:: Provided records ::
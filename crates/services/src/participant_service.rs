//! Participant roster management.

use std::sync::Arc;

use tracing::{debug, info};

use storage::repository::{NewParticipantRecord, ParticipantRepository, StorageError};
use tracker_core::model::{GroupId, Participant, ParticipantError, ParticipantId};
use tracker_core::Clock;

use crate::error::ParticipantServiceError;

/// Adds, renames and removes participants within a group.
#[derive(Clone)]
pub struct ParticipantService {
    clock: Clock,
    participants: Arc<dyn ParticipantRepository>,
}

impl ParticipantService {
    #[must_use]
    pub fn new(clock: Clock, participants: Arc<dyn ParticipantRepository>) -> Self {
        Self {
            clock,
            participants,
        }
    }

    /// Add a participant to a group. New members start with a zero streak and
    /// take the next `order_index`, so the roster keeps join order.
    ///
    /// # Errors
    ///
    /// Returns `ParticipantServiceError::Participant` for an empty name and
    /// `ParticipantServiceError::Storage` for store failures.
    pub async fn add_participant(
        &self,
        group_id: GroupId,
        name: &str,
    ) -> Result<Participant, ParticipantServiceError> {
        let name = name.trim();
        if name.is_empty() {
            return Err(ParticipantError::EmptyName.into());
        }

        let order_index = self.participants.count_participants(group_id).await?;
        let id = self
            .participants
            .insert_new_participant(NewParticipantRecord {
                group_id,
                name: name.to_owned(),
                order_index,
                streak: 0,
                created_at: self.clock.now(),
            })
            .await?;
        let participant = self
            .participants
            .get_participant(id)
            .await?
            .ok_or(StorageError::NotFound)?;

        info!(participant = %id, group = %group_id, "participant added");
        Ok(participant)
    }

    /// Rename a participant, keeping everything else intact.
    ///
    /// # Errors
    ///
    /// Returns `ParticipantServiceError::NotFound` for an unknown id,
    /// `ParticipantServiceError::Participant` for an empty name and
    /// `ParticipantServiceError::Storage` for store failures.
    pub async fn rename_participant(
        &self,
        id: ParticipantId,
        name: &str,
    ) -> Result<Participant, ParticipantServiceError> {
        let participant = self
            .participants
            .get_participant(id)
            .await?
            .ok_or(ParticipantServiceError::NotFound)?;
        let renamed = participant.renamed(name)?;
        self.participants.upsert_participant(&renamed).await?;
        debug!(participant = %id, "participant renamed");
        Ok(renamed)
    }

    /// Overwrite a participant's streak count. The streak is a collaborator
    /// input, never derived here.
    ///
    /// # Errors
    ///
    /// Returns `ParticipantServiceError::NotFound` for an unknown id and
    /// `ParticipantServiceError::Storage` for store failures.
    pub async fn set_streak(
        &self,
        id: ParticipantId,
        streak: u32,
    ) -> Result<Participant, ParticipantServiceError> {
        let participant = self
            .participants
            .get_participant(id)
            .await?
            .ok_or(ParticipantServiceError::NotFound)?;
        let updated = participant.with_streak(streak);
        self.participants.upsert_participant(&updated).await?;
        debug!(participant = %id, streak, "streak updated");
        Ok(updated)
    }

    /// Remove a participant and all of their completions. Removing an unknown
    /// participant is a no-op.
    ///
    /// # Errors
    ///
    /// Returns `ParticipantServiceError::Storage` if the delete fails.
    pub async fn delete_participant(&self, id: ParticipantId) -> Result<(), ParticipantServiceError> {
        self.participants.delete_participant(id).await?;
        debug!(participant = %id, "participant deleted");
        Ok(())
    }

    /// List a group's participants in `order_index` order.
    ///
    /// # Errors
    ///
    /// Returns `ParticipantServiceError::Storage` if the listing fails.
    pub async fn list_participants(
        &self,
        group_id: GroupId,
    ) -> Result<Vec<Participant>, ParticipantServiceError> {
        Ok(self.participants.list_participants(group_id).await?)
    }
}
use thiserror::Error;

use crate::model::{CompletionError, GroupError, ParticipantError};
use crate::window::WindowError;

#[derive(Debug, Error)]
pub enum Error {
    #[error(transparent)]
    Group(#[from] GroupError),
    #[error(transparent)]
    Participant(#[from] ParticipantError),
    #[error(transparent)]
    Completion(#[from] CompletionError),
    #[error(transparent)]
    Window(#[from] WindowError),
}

:: What needs to be done ::
Where a line contains the word "StorageError", copy that line from the listing above.

:: Expected answer ::
use storage::repository::{NewParticipantRecord, ParticipantRepository, StorageError};
            .ok_or(StorageError::NotFound)?;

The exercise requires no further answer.